▼▼▼

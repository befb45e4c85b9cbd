//! Text-to-speech through the Google Translate TTS endpoint, played back with rodio.

use regex::Regex;
use reqwest::Client;
use std::io::Cursor;
use std::path::Path;
use std::sync::OnceLock;
use tracing::{debug, info};

use crate::consult::Language;
use crate::error::{DeskError, DeskResult};

const TTS_URL: &str = "https://translate.google.com/translate_tts";

/// The endpoint rejects requests longer than this many characters.
pub const MAX_CHUNK_CHARS: usize = 100;

/// Clause ends. A period or comma only counts when followed by whitespace or
/// the end of the text, so "2.5 mg" and "1,000 IU" stay whole.
fn clause_end_regex() -> &'static Regex {
    static RE: OnceLock<Regex> = OnceLock::new();
    RE.get_or_init(|| {
        Regex::new(r"[.,]+(?:\s|$)|[!?;:\n…。，、]+").expect("clause regex is valid")
    })
}

fn clauses(text: &str) -> Vec<&str> {
    let mut out = Vec::new();
    let mut start = 0;
    for end in clause_end_regex().find_iter(text) {
        out.push(&text[start..end.end()]);
        start = end.end();
    }
    out.push(&text[start..]);
    out
}

/// Break text into pieces no longer than `max` chars, preferring clause boundaries.
pub fn split_for_speech(text: &str, max: usize) -> Vec<String> {
    let max = max.max(1);
    let mut chunks = Vec::new();

    for clause in clauses(text) {
        let mut rest = clause.trim();
        while rest.chars().count() > max {
            let cut = char_boundary(rest, max);
            let head = &rest[..cut];
            // Prefer the last whitespace inside the window
            let split_at = head
                .rfind(char::is_whitespace)
                .filter(|&i| i > 0)
                .unwrap_or(cut);
            let piece = rest[..split_at].trim();
            if is_speakable(piece) {
                chunks.push(piece.to_string());
            }
            rest = rest[split_at..].trim_start();
        }
        if is_speakable(rest) {
            chunks.push(rest.to_string());
        }
    }

    chunks
}

fn is_speakable(s: &str) -> bool {
    s.chars().any(char::is_alphanumeric)
}

fn char_boundary(s: &str, chars: usize) -> usize {
    s.char_indices().nth(chars).map(|(i, _)| i).unwrap_or(s.len())
}

#[derive(Clone)]
pub struct GoogleTts {
    client: Client,
    base_url: String,
}

impl Default for GoogleTts {
    fn default() -> Self {
        Self::new()
    }
}

impl GoogleTts {
    pub fn new() -> Self {
        Self::with_base_url(TTS_URL)
    }

    pub fn with_base_url(base_url: &str) -> Self {
        Self {
            client: Client::new(),
            base_url: base_url.to_string(),
        }
    }

    /// Synthesize `text` as MP3. Chunks are fetched in order and concatenated.
    pub async fn synthesize(&self, text: &str, language: Language) -> DeskResult<Vec<u8>> {
        let chunks = split_for_speech(text, MAX_CHUNK_CHARS);
        if chunks.is_empty() {
            return Err(DeskError::validation("Nothing to speak."));
        }

        let total = chunks.len().to_string();
        let mut audio = Vec::new();
        for (idx, chunk) in chunks.iter().enumerate() {
            let idx = idx.to_string();
            let textlen = chunk.chars().count().to_string();
            let response = self
                .client
                .get(&self.base_url)
                .query(&[
                    ("ie", "UTF-8"),
                    ("client", "tw-ob"),
                    ("tl", language.as_str()),
                    ("q", chunk.as_str()),
                    ("idx", idx.as_str()),
                    ("total", total.as_str()),
                    ("textlen", textlen.as_str()),
                ])
                .send()
                .await?;

            if !response.status().is_success() {
                let status = response.status().as_u16();
                let body = response.text().await.unwrap_or_default();
                return Err(DeskError::Api { status, body });
            }
            audio.extend_from_slice(&response.bytes().await?);
        }

        debug!("Synthesized {} chunks, {} bytes", chunks.len(), audio.len());
        Ok(audio)
    }
}

pub fn save_mp3(bytes: &[u8], path: &Path) -> DeskResult<()> {
    if let Some(parent) = path.parent() {
        std::fs::create_dir_all(parent)?;
    }
    std::fs::write(path, bytes)?;
    Ok(())
}

/// Play MP3 bytes on the default output device, returning when playback ends.
pub async fn play_mp3(bytes: Vec<u8>) -> DeskResult<()> {
    tokio::task::spawn_blocking(move || {
        let (_stream, handle) = rodio::OutputStream::try_default()
            .map_err(|e| DeskError::Audio(e.to_string()))?;
        let sink = rodio::Sink::try_new(&handle).map_err(|e| DeskError::Audio(e.to_string()))?;
        let source = rodio::Decoder::new(Cursor::new(bytes))
            .map_err(|e| DeskError::Audio(e.to_string()))?;
        sink.append(source);
        info!("Playing synthesized speech");
        sink.sleep_until_end();
        Ok(())
    })
    .await
    .map_err(|e| DeskError::Audio(format!("playback task failed: {}", e)))?
}

#[cfg(test)]
mod tests {
    use super::*;
    use wiremock::matchers::{method, path, query_param};
    use wiremock::{Mock, MockServer, ResponseTemplate};

    #[test]
    fn test_short_text_is_single_chunk() {
        assert_eq!(split_for_speech("Drink water", 100), vec!["Drink water"]);
    }

    #[test]
    fn test_splits_on_clauses() {
        let chunks = split_for_speech("Rest today. Drink fluids, and sleep!", 100);
        assert_eq!(chunks, vec!["Rest today.", "Drink fluids,", "and sleep!"]);
    }

    #[test]
    fn test_long_clause_splits_on_whitespace() {
        let text = "word ".repeat(50);
        let chunks = split_for_speech(&text, 22);
        assert!(chunks.iter().all(|c| c.chars().count() <= 22));
        assert!(chunks.iter().all(|c| !c.starts_with(' ') && !c.ends_with(' ')));
        assert_eq!(chunks.join(" ").split_whitespace().count(), 50);
    }

    #[test]
    fn test_hard_split_without_whitespace() {
        let text = "é".repeat(25);
        let chunks = split_for_speech(&text, 10);
        assert_eq!(chunks.len(), 3);
        assert_eq!(chunks[2].chars().count(), 5);
    }

    #[test]
    fn test_numbers_are_not_clause_breaks() {
        let chunks = split_for_speech("Take 2.5 mg of melatonin, or 1,000 IU of vitamin D3.", 100);
        assert_eq!(chunks, vec!["Take 2.5 mg of melatonin,", "or 1,000 IU of vitamin D3."]);
    }

    #[test]
    fn test_blank_text_has_no_chunks() {
        assert!(split_for_speech("  \n , ", 100).is_empty());
    }

    /// Points at a local mock server, ignoring any proxy set in the environment.
    fn local_tts(server: &MockServer) -> GoogleTts {
        GoogleTts {
            client: Client::builder().no_proxy().build().unwrap(),
            base_url: format!("{}/translate_tts", server.uri()),
        }
    }

    #[tokio::test]
    async fn test_synthesize_concatenates_chunks_in_order() {
        let server = MockServer::start().await;
        for (idx, q, body) in [("0", "Rest today.", "AAA"), ("1", "Drink water.", "BBB")] {
            Mock::given(method("GET"))
                .and(path("/translate_tts"))
                .and(query_param("ie", "UTF-8"))
                .and(query_param("client", "tw-ob"))
                .and(query_param("tl", "hi"))
                .and(query_param("q", q))
                .and(query_param("idx", idx))
                .and(query_param("total", "2"))
                .and(query_param("textlen", q.chars().count().to_string()))
                .respond_with(ResponseTemplate::new(200).set_body_bytes(body.as_bytes()))
                .expect(1)
                .mount(&server)
                .await;
        }

        let audio = local_tts(&server)
            .synthesize("Rest today. Drink water.", Language::Hindi)
            .await
            .unwrap();
        assert_eq!(audio, b"AAABBB");
    }

    #[tokio::test]
    async fn test_synthesize_maps_http_errors() {
        let server = MockServer::start().await;
        Mock::given(method("GET"))
            .respond_with(ResponseTemplate::new(500).set_body_string("quota"))
            .mount(&server)
            .await;

        match local_tts(&server).synthesize("Rest today.", Language::English).await {
            Err(DeskError::Api { status, body }) => {
                assert_eq!(status, 500);
                assert_eq!(body, "quota");
            }
            other => panic!("expected API error, got {:?}", other.map(|a| a.len())),
        }
    }

    #[tokio::test]
    async fn test_synthesize_rejects_blank() {
        let tts = GoogleTts::with_base_url("http://127.0.0.1:9");
        assert!(matches!(
            tts.synthesize("   ", Language::English).await,
            Err(DeskError::Validation(_))
        ));
    }

    #[test]
    fn test_save_mp3_creates_dirs() {
        let dir = tempfile::tempdir().unwrap();
        let path = dir.path().join("speech").join("answer.mp3");
        save_mp3(b"ID3", &path).unwrap();
        assert_eq!(std::fs::read(&path).unwrap(), b"ID3");
    }
}
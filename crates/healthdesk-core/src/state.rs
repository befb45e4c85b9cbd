//! UI-agnostic session state
//!
//! These types are shared by the terminal UI and the one-shot CLI commands and
//! don't depend on any specific UI framework.

use chrono::{DateTime, Local};

/// How many exchanges the consultation panel shows.
pub const VISIBLE_HISTORY: usize = 6;

/// The logged-in user. Every per-user query is scoped to `username`.
#[derive(Debug, Clone, PartialEq, Eq)]
pub struct Session {
    pub username: String,
}

/// One question and the AI answer to it
#[derive(Debug, Clone)]
pub struct Exchange {
    pub question: String,
    pub answer: String,
    pub asked_at: DateTime<Local>,
}

/// Conversation transcript held for the duration of a session
#[derive(Debug, Clone, Default)]
pub struct ChatHistory {
    exchanges: Vec<Exchange>,
}

impl ChatHistory {
    pub fn new() -> Self {
        Self::default()
    }

    pub fn push(&mut self, question: impl Into<String>, answer: impl Into<String>) {
        self.exchanges.push(Exchange {
            question: question.into(),
            answer: answer.into(),
            asked_at: Local::now(),
        });
    }

    /// The last `n` exchanges, oldest first.
    pub fn recent(&self, n: usize) -> &[Exchange] {
        let start = self.exchanges.len().saturating_sub(n);
        &self.exchanges[start..]
    }

    pub fn clear(&mut self) {
        self.exchanges.clear();
    }

    pub fn len(&self) -> usize {
        self.exchanges.len()
    }

    pub fn is_empty(&self) -> bool {
        self.exchanges.is_empty()
    }
}

#[cfg(test)]
mod tests {
    use super::*;

    #[test]
    fn test_recent_keeps_order_and_limit() {
        let mut history = ChatHistory::new();
        for i in 0..8 {
            history.push(format!("q{}", i), format!("a{}", i));
        }
        let recent = history.recent(VISIBLE_HISTORY);
        assert_eq!(recent.len(), 6);
        assert_eq!(recent[0].question, "q2");
        assert_eq!(recent[5].answer, "a7");
    }

    #[test]
    fn test_recent_with_fewer_entries() {
        let mut history = ChatHistory::new();
        history.push("only", "one");
        assert_eq!(history.recent(6).len(), 1);
    }

    #[test]
    fn test_clear() {
        let mut history = ChatHistory::new();
        history.push("q", "a");
        history.clear();
        assert!(history.is_empty());
        assert!(history.recent(6).is_empty());
    }
}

▲▲▲

[Problem]
Every line containing the string "given" should be pulled from the listing and copied.

[Your response]
            Mock::given(method("GET"))
        Mock::given(method("GET"))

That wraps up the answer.